Top of Listed records
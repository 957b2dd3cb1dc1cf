//! Windows resolution through dbghelp.
//!
//! `SymFromAddrW` supplies the function name and displacement,
//! `SymGetLineFromAddrW64` the source location; the two lookups are
//! independent and either may fail on its own. dbghelp is single-threaded by
//! contract, so every call into it goes through the engine lock.

use parking_lot::Mutex;
use retrace_types::ResolvedFrame;
use std::ptr;
use tracing::debug;

use crate::demangle;

pub(crate) const SYMBOLICATION_SUPPORTED: bool = true;

static DBGHELP: Mutex<()> = Mutex::new(());

const MAX_SYM_NAME: usize = 2000;

pub(crate) fn initialize_engine() {
    let _guard = DBGHELP.lock();
    unsafe {
        ffi::SymSetOptions(ffi::SYMOPT_UNDNAME | ffi::SYMOPT_LOAD_LINES);
        if ffi::SymInitializeW(ffi::GetCurrentProcess(), ptr::null(), 1) == 0 {
            debug!("SymInitializeW failed; resolution degrades to unknown markers");
        }
    }
}

pub(crate) fn resolve_impl(addr: usize) -> ResolvedFrame {
    let mut frame = ResolvedFrame::unresolved(addr);
    let _guard = DBGHELP.lock();
    let process = unsafe { ffi::GetCurrentProcess() };

    #[repr(C)]
    struct SymbolStorage {
        info: ffi::SYMBOL_INFOW,
        name_tail: [u16; MAX_SYM_NAME],
    }
    let mut storage: SymbolStorage = unsafe { std::mem::zeroed() };
    storage.info.SizeOfStruct = size_of::<ffi::SYMBOL_INFOW>() as u32;
    storage.info.MaxNameLen = MAX_SYM_NAME as u32;

    let mut displacement = 0u64;
    let found = unsafe {
        ffi::SymFromAddrW(process, addr as u64, &mut displacement, &mut storage.info)
    };
    if found != 0 {
        let len = storage.info.NameLen.min(MAX_SYM_NAME as u32) as usize;
        let name_ptr = (&raw const storage.info.Name).cast::<u16>();
        let name = String::from_utf16_lossy(unsafe { std::slice::from_raw_parts(name_ptr, len) });
        frame.function = demangle::readable(&name);
        frame.displacement = Some(displacement);
    }

    let mut line: ffi::IMAGEHLP_LINEW64 = unsafe { std::mem::zeroed() };
    line.SizeOfStruct = size_of::<ffi::IMAGEHLP_LINEW64>() as u32;
    let mut line_displacement = 0u32;
    let found = unsafe {
        ffi::SymGetLineFromAddrW64(process, addr as u64, &mut line_displacement, &mut line)
    };
    if found != 0 && !line.FileName.is_null() {
        frame.file = Some(utf16z_to_string(line.FileName));
        frame.line = Some(line.LineNumber);
    }
    frame
}

fn utf16z_to_string(mut ptr: *const u16) -> String {
    let mut units = Vec::new();
    // SAFETY: ptr is a nul-terminated wide string owned by dbghelp, valid
    // until the next dbghelp call; we hold the engine lock for the duration.
    unsafe {
        while *ptr != 0 {
            units.push(*ptr);
            ptr = ptr.add(1);
        }
    }
    String::from_utf16_lossy(&units)
}

#[allow(non_snake_case, non_camel_case_types, clippy::upper_case_acronyms)]
mod ffi {
    use std::ffi::c_void;

    pub const SYMOPT_UNDNAME: u32 = 0x0000_0002;
    pub const SYMOPT_LOAD_LINES: u32 = 0x0000_0010;

    #[repr(C)]
    pub struct SYMBOL_INFOW {
        pub SizeOfStruct: u32,
        pub TypeIndex: u32,
        pub Reserved: [u64; 2],
        pub Index: u32,
        pub Size: u32,
        pub ModBase: u64,
        pub Flags: u32,
        pub Value: u64,
        pub Address: u64,
        pub Register: u32,
        pub Scope: u32,
        pub Tag: u32,
        pub NameLen: u32,
        pub MaxNameLen: u32,
        pub Name: [u16; 1],
    }

    #[repr(C)]
    pub struct IMAGEHLP_LINEW64 {
        pub SizeOfStruct: u32,
        pub Key: *mut c_void,
        pub LineNumber: u32,
        pub FileName: *mut u16,
        pub Address: u64,
    }

    #[link(name = "kernel32")]
    unsafe extern "system" {
        pub fn GetCurrentProcess() -> *mut c_void;
    }

    #[link(name = "dbghelp")]
    unsafe extern "system" {
        pub fn SymSetOptions(options: u32) -> u32;
        pub fn SymInitializeW(
            process: *mut c_void,
            user_search_path: *const u16,
            invade_process: i32,
        ) -> i32;
        pub fn SymFromAddrW(
            process: *mut c_void,
            address: u64,
            displacement: *mut u64,
            symbol: *mut SYMBOL_INFOW,
        ) -> i32;
        pub fn SymGetLineFromAddrW64(
            process: *mut c_void,
            address: u64,
            displacement: *mut u32,
            line: *mut IMAGEHLP_LINEW64,
        ) -> i32;
    }
}
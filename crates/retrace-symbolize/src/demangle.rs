//! Symbol-name demangling.

use rustc_demangle::try_demangle;

/// Convert a possibly-mangled symbol name into its readable form.
///
/// Plain names pass through unchanged (minus rustc's hash disambiguator, if
/// one is attached). A name that carries a mangling prefix but fails to
/// demangle yields `None`: callers substitute an explicit unknown marker, so
/// mangled text never reaches the rendered trace.
pub fn readable(raw: &str) -> Option<String> {
    if raw.is_empty() {
        return None;
    }
    match try_demangle(raw) {
        Ok(demangled) => Some(format!("{demangled:#}")),
        Err(_) if looks_mangled(raw) => None,
        Err(_) => Some(strip_rust_hash_suffix(raw).to_owned()),
    }
}

fn looks_mangled(raw: &str) -> bool {
    raw.starts_with("_Z") || raw.starts_with("__Z") || raw.starts_with("_R")
}

/// Drop a trailing `::h<16 hex digits>` disambiguator from an
/// already-demangled name.
pub fn strip_rust_hash_suffix(name: &str) -> &str {
    if let Some(idx) = name.rfind("::h") {
        let suffix = &name[idx + 3..];
        if !suffix.is_empty() && suffix.chars().all(|c| c.is_ascii_hexdigit()) {
            return &name[..idx];
        }
    }
    name
}

#[cfg(test)]
mod tests {
    use super::*;

    #[test]
    fn demangles_legacy_rust_symbols() {
        let name = readable("_ZN4core3fmt5write17h0123456789abcdefE").unwrap();
        assert_eq!(name, "core::fmt::write");
    }

    #[test]
    fn plain_names_pass_through() {
        assert_eq!(readable("main").as_deref(), Some("main"));
        assert_eq!(readable("pthread_create").as_deref(), Some("pthread_create"));
    }

    #[test]
    fn undemanglable_mangled_names_are_suppressed() {
        assert_eq!(readable("_Znotreallyvalid"), None);
        assert_eq!(readable("_R$$$"), None);
    }

    #[test]
    fn empty_names_are_suppressed() {
        assert_eq!(readable(""), None);
    }

    #[test]
    fn hash_suffix_is_stripped_only_when_it_is_one() {
        assert_eq!(
            strip_rust_hash_suffix("alpha::beta::h0123456789abcdef"),
            "alpha::beta"
        );
        assert_eq!(strip_rust_hash_suffix("alpha::height"), "alpha::height");
        assert_eq!(strip_rust_hash_suffix("plain"), "plain");
    }
}
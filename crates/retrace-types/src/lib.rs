//! Shared vocabulary for stack-trace capture and symbolication.
//!
//! This crate is dependency-free on purpose: both the capture backend (which
//! must stay usable inside signal and exception handlers) and the
//! symbolication engine speak these types without pulling each other in.

use std::fmt;

/// Maximum number of frames recorded by a single capture.
///
/// Captures are fixed-capacity and stack-allocated; a stack deeper than this
/// is truncated, never reallocated.
pub const MAX_FRAMES: usize = 64;

/// Marker printed in place of a function name that could not be resolved
/// (or whose mangled name failed to demangle).
pub const UNKNOWN_FUNCTION: &str = "<unknown function>";

/// Marker printed in place of a source location that could not be resolved.
pub const UNKNOWN_LOCATION: &str = "(unknown file/line)";

/// The capture strategy compiled in for the current target.
#[derive(Debug, Clone, Copy, PartialEq, Eq)]
pub enum CaptureBackend {
    /// Unix: walk the frame-pointer chain from the current execution point.
    FramePointerWalk,
    /// Windows: `RtlCaptureStackBackTrace` / `StackWalk64` via dbghelp.
    DbgHelpStackWalk,
    /// No frame-walking facility; every capture is empty.
    Unavailable,
}

impl CaptureBackend {
    pub fn name(self) -> &'static str {
        match self {
            Self::FramePointerWalk => "frame-pointer-walk",
            Self::DbgHelpStackWalk => "dbghelp-stackwalk",
            Self::Unavailable => "unavailable",
        }
    }
}

impl fmt::Display for CaptureBackend {
    fn fmt(&self, f: &mut fmt::Formatter<'_>) -> fmt::Result {
        f.write_str(self.name())
    }
}

/// What the current build of the facility can actually do.
#[derive(Debug, Clone, Copy, PartialEq, Eq)]
pub struct TraceCapabilities {
    pub backend: CaptureBackend,
    /// Whether a trace can be reconstructed from a platform fault context.
    pub fault_context: bool,
    /// Whether addresses can be mapped to names/locations at all.
    pub symbolication: bool,
    /// Frame-pointer walking needs `-C force-frame-pointers=yes` (or an
    /// unoptimized build) to see past the first frame.
    pub requires_frame_pointers: bool,
}

/// Best-effort description of one captured address.
///
/// Produced on demand while formatting and never stored. Every field other
/// than the address itself may legitimately be absent; absent fields are
/// rendered as explicit markers, never as empty strings.
#[derive(Debug, Clone, PartialEq, Eq)]
pub struct ResolvedFrame {
    pub addr: usize,
    /// Demangled function name. `None` covers both "no symbol found" and
    /// "symbol found but demangling failed" — mangled text is never exposed.
    pub function: Option<String>,
    /// Byte offset of `addr` from the start of `function`.
    pub displacement: Option<u64>,
    pub file: Option<String>,
    pub line: Option<u32>,
    /// Path of the object (executable or shared library) containing `addr`.
    pub module: Option<String>,
    /// `addr` relative to that object's runtime load base.
    pub module_offset: Option<u64>,
}

impl ResolvedFrame {
    pub fn unresolved(addr: usize) -> Self {
        Self {
            addr,
            function: None,
            displacement: None,
            file: None,
            line: None,
            module: None,
            module_offset: None,
        }
    }

    pub fn has_symbol(&self) -> bool {
        self.function.is_some()
    }

    pub fn has_location(&self) -> bool {
        self.file.is_some()
    }
}
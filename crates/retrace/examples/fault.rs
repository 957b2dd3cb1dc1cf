//! Print a fault-context stacktrace from inside a SIGSEGV handler, the way a
//! crash reporter would, then exit.

#[cfg(all(
    target_os = "linux",
    any(target_arch = "x86_64", target_arch = "aarch64")
))]
fn main() {
    use retrace::{FaultContext, StackTrace};

    extern "C" fn on_segv(_sig: i32, _info: *mut libc::siginfo_t, uc: *mut libc::c_void) {
        let ctx = unsafe { FaultContext::from_ucontext(uc as *const libc::ucontext_t) };
        let trace = StackTrace::from_fault_context(&ctx);

        let mut report = String::new();
        let _ = trace.write_to(&mut report, 0);
        eprint!("{report}");

        unsafe { libc::_exit(1) };
    }

    unsafe {
        let mut action: libc::sigaction = std::mem::zeroed();
        action.sa_sigaction = on_segv as usize;
        action.sa_flags = libc::SA_SIGINFO;
        libc::sigaction(libc::SIGSEGV, &action, std::ptr::null_mut());

        libc::raise(libc::SIGSEGV);
    }
    unreachable!("the handler exits the process");
}

#[cfg(not(all(
    target_os = "linux",
    any(target_arch = "x86_64", target_arch = "aarch64")
)))]
fn main() {
    eprintln!("fault-context capture is not available on this target");
}
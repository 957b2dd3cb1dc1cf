//! Fallback rewriting of pre-formatted backtrace text.
//!
//! Some native facilities hand back whole display lines instead of
//! structured fields — glibc's `backtrace_symbols(3)` produces
//! `module(mangled+0xoffset) [0xaddress]`. This module splices a readable
//! name into such a line. Both delimiters must be present before anything is
//! extracted; a `(` with no `+` after it leaves the line untouched, which is
//! the graceful outcome for lines that only carry an address.

use retrace_types::UNKNOWN_FUNCTION;

use crate::demangle;

/// Rewrite one `backtrace_symbols`-style line with the symbol demangled.
///
/// `module(mangled+0x42) [0x1234]` becomes `module: name (+0x42) [0x1234]`;
/// a symbol that cannot be demangled is replaced by the unknown-function
/// marker rather than shown mangled. Lines missing either delimiter are
/// returned unchanged.
pub fn rewrite_line(line: &str) -> String {
    let Some(open) = line.find('(') else {
        return line.to_owned();
    };
    let Some(plus) = line[open + 1..].find('+').map(|i| open + 1 + i) else {
        return line.to_owned();
    };

    let name = demangle::readable(&line[open + 1..plus])
        .unwrap_or_else(|| UNKNOWN_FUNCTION.to_owned());
    format!("{}: {} ({}", &line[..open], name, &line[plus..])
}
//! Lanczos iteration for the largest-magnitude eigenpairs of a sparse
//! symmetric matrix
//!
//! Every new basis vector is orthogonalized against the whole basis (twice),
//! and the coefficients of that pass are the entries of the projected matrix
//! `H = QᵗAQ`, which nalgebra diagonalizes. Only the basis is stored, so the
//! memory cost is `O(n · basis size)` regardless of how sparse `A` is.
//!
//! A single Krylov sequence sees one vector per distinct eigenvalue. When the
//! sequence becomes invariant the iteration restarts from a fresh vector
//! orthogonal to the basis, which picks up repeated eigenvalues.

use nalgebra::{DMatrix, SymmetricEigen};
use sprs::CsMat;
use tracing::{debug, warn};

use crate::linalg;

/// Residual, relative to `max_i Σ_j |A_ij|`, at which a Ritz pair has converged
const TOLERANCE: f64 = 1e-10;

/// Extra basis vectors allowed beyond `4k`
const BASIS_SLACK: usize = 40;

/// Seed of the start vector; restarts use the following seeds
const SEED: u64 = 42;

/// Attempts at a restart vector that is not already in the basis span
const RESTART_ATTEMPTS: u64 = 3;

/// An eigenvalue with a unit eigenvector
#[derive(Debug, Clone)]
pub struct EigenPair {
    pub value: f64,
    pub vector: Vec<f64>,
}

fn normalize(v: &mut [f64]) -> f64 {
    let norm = dot(v, v).sqrt();
    if norm > 0.0 {
        v.iter_mut().for_each(|x| *x /= norm);
    }
    norm
}

fn dot(a: &[f64], b: &[f64]) -> f64 {
    a.iter().zip(b).map(|(x, y)| x * y).sum()
}

/// a -= scale * b
fn axpy(a: &mut [f64], b: &[f64], scale: f64) {
    for (ai, &bi) in a.iter_mut().zip(b) {
        *ai -= scale * bi;
    }
}

fn random_unit_vector(n: usize, seed: u64) -> Vec<f64> {
    let mut state = seed;
    let mut v: Vec<f64> = (0..n)
        .map(|_| {
            state = state
                .wrapping_mul(6364136223846793005)
                .wrapping_add(1442695040888963407);
            ((state >> 33) as f64) / (u32::MAX as f64) - 0.5
        })
        .collect();
    normalize(&mut v);
    v
}

/// Remove the components of `w` along the basis; returns the coefficients
fn orthogonalize(w: &mut [f64], basis: &[Vec<f64>]) -> Vec<f64> {
    let mut coeffs = vec![0.0; basis.len()];
    for _ in 0..2 {
        for (c, q) in coeffs.iter_mut().zip(basis) {
            let proj = dot(q, w);
            axpy(w, q, proj);
            *c += proj;
        }
    }
    coeffs
}

/// Eigenpairs of the diagonal block `H[start..start+len, start..start+len]`,
/// largest magnitude first, positive first on ties
fn ritz_pairs(h: &DMatrix<f64>, start: usize, len: usize) -> Vec<(f64, Vec<f64>)> {
    let block = h.view((start, start), (len, len)).clone_owned();
    let eigen = SymmetricEigen::new(block);
    let mut pairs: Vec<(f64, Vec<f64>)> = eigen
        .eigenvalues
        .iter()
        .enumerate()
        .map(|(i, &theta)| (theta, eigen.eigenvectors.column(i).iter().copied().collect()))
        .collect();
    pairs.sort_by(|a, b| {
        b.0.abs()
            .total_cmp(&a.0.abs())
            .then_with(|| b.0.total_cmp(&a.0))
    });
    pairs
}

/// `|θ|` of the k-th Ritz value, or `-inf` when there are fewer than `k`
fn kth_magnitude(pairs: &[(f64, Vec<f64>)], k: usize) -> f64 {
    pairs
        .get(k - 1)
        .map_or(f64::NEG_INFINITY, |(theta, _)| theta.abs())
}

fn restart_vector(n: usize, basis: &[Vec<f64>], restarts: u64) -> Option<Vec<f64>> {
    (0..RESTART_ATTEMPTS).find_map(|attempt| {
        let mut v = random_unit_vector(n, SEED + 1 + restarts * RESTART_ATTEMPTS + attempt);
        orthogonalize(&mut v, basis);
        (normalize(&mut v) > 1e-8).then_some(v)
    })
}

/// The `k` eigenpairs of the symmetric matrix `a` with the largest `|λ|`,
/// ordered by `|λ|` descending (positive first on ties).
///
/// `k` is clamped to the dimension of `a`. If the basis cap is reached before
/// the Ritz pairs converge, the current approximations are returned with a
/// warning.
pub fn largest_magnitude(a: &CsMat<f64>, k: usize) -> Vec<EigenPair> {
    let n = a.rows();
    let k = k.min(n);
    if k == 0 {
        return Vec::new();
    }

    let tol = TOLERANCE * linalg::max_abs_row_sum(a).max(1.0);
    let max_basis = n.min(4 * k + BASIS_SLACK);

    let mut h = DMatrix::<f64>::zeros(max_basis, max_basis);
    let mut basis = vec![random_unit_vector(n, SEED)];
    let mut segment_start = 0;
    // k-th |θ| at the moment the current Krylov sequence was started
    let mut floor_before_segment = f64::NEG_INFINITY;
    let mut restarts = 0u64;

    loop {
        let j = basis.len() - 1;
        let mut w = linalg::mul_vec(a, &basis[j]);
        for (i, c) in orthogonalize(&mut w, &basis).into_iter().enumerate() {
            h[(i, j)] = c;
            h[(j, i)] = c;
        }
        let beta = normalize(&mut w);
        let m = j + 1;

        if m == max_basis {
            if m < n {
                warn!(
                    "Lanczos reached {} basis vectors without converging on {} eigenpairs",
                    m, k
                );
            }
            break;
        }

        if beta > tol {
            let pairs = ritz_pairs(&h, 0, m);
            let converged = m >= k
                && pairs
                    .iter()
                    .take(k)
                    .all(|(_, s)| (beta * s[m - 1]).abs() <= tol);
            if converged {
                debug!("Lanczos converged with {} basis vectors", m);
                break;
            }
            basis.push(w);
            continue;
        }

        // span(basis) is invariant under `a`
        let segment_top = ritz_pairs(&h, segment_start, m - segment_start)
            .first()
            .map_or(0.0, |(theta, _)| theta.abs());
        let found_larger = segment_top > floor_before_segment + tol;
        if m >= k && !(found_larger && restarts < k as u64) {
            debug!(
                "Lanczos stopped on an invariant subspace of dimension {} after {} restarts",
                m, restarts
            );
            break;
        }
        let Some(next) = restart_vector(n, &basis, restarts) else {
            break;
        };
        floor_before_segment = kth_magnitude(&ritz_pairs(&h, 0, m), k);
        restarts += 1;
        segment_start = m;
        basis.push(next);
    }

    let m = basis.len();
    ritz_pairs(&h, 0, m)
        .into_iter()
        .take(k)
        .map(|(value, s)| {
            let mut vector = vec![0.0; n];
            for (q, &coeff) in basis.iter().zip(&s) {
                axpy(&mut vector, q, -coeff);
            }
            normalize(&mut vector);
            EigenPair { value, vector }
        })
        .collect()
}

#[cfg(test)]
mod tests {
    use super::*;
    use sprs::TriMat;

    fn symmetric(n: usize, edges: &[(usize, usize, f64)]) -> CsMat<f64> {
        let mut t = TriMat::new((n, n));
        for &(u, v, w) in edges {
            t.add_triplet(u, v, w);
            t.add_triplet(v, u, w);
        }
        t.to_csr()
    }

    fn residual(a: &CsMat<f64>, pair: &EigenPair) -> f64 {
        let ax = linalg::mul_vec(a, &pair.vector);
        ax.iter()
            .zip(&pair.vector)
            .map(|(y, x)| (y - pair.value * x).powi(2))
            .sum::<f64>()
            .sqrt()
    }

    #[test]
    fn test_star_has_symmetric_pair() {
        // K_{1,5}: eigenvalues ±√5 and 0 four times
        let edges: Vec<_> = (1..6).map(|v| (0, v, 1.0)).collect();
        let a = symmetric(6, &edges);
        let pairs = largest_magnitude(&a, 3);
        assert_eq!(pairs.len(), 3);
        let mut top: Vec<f64> = pairs[..2].iter().map(|p| p.value).collect();
        top.sort_by(f64::total_cmp);
        assert!((top[0] + 5.0_f64.sqrt()).abs() < 1e-9);
        assert!((top[1] - 5.0_f64.sqrt()).abs() < 1e-9);
        assert!(pairs[2].value.abs() < 1e-9);
        for p in &pairs {
            assert!((dot(&p.vector, &p.vector) - 1.0).abs() < 1e-9);
            assert!(residual(&a, p) < 1e-8);
        }
    }

    #[test]
    fn test_repeated_eigenvalue_recovered_by_restart() {
        // two disjoint triangles: eigenvalue 2 twice, -1 four times
        let a = symmetric(
            6,
            &[
                (0, 1, 1.0),
                (1, 2, 1.0),
                (0, 2, 1.0),
                (3, 4, 1.0),
                (4, 5, 1.0),
                (3, 5, 1.0),
            ],
        );
        let pairs = largest_magnitude(&a, 2);
        assert!((pairs[0].value - 2.0).abs() < 1e-9);
        assert!((pairs[1].value - 2.0).abs() < 1e-9);
        assert!(dot(&pairs[0].vector, &pairs[1].vector).abs() < 1e-8);
    }

    #[test]
    fn test_orders_by_magnitude() {
        // weighted path: eigenvalues of [[0, 1, 0], [1, 0, 3], [0, 3, 0]] are 0, ±√10
        let a = symmetric(3, &[(0, 1, 1.0), (1, 2, 3.0)]);
        let pairs = largest_magnitude(&a, 3);
        assert!((pairs[0].value.abs() - 10.0_f64.sqrt()).abs() < 1e-9);
        assert!((pairs[1].value.abs() - 10.0_f64.sqrt()).abs() < 1e-9);
        assert!((pairs[0].value + pairs[1].value).abs() < 1e-9);
        assert!(pairs[2].value.abs() < 1e-9);
    }

    mod edge_cases {
        use super::*;

        #[test]
        fn test_empty_matrix() {
            let a = symmetric(0, &[]);
            assert!(largest_magnitude(&a, 3).is_empty());
        }

        #[test]
        fn test_zero_matrix_gives_orthonormal_vectors() {
            let a = symmetric(4, &[]);
            let pairs = largest_magnitude(&a, 2);
            assert_eq!(pairs.len(), 2);
            for p in &pairs {
                assert!(p.value.abs() < 1e-12);
                assert!((dot(&p.vector, &p.vector) - 1.0).abs() < 1e-9);
            }
            assert!(dot(&pairs[0].vector, &pairs[1].vector).abs() < 1e-8);
        }

        #[test]
        fn test_k_clamped_to_dimension() {
            let a = symmetric(2, &[(0, 1, 1.0)]);
            assert_eq!(largest_magnitude(&a, 10).len(), 2);
        }
    }
}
Bottom of Listed records
→ **What to do**
With the line holding "of the diagonal" as the first and the line holding "let eigen = SymmetricEigen::new(block);" as the last, set down that range of the entries above exactly, and nothing else.

→ **Completed task**
/// Eigenpairs of the diagonal block `H[start..start+len, start..start+len]`,
/// largest magnitude first, positive first on ties
fn ritz_pairs(h: &DMatrix<f64>, start: usize, len: usize) -> Vec<(f64, Vec<f64>)> {
    let block = h.view((start, start), (len, len)).clone_owned();
    let eigen = SymmetricEigen::new(block);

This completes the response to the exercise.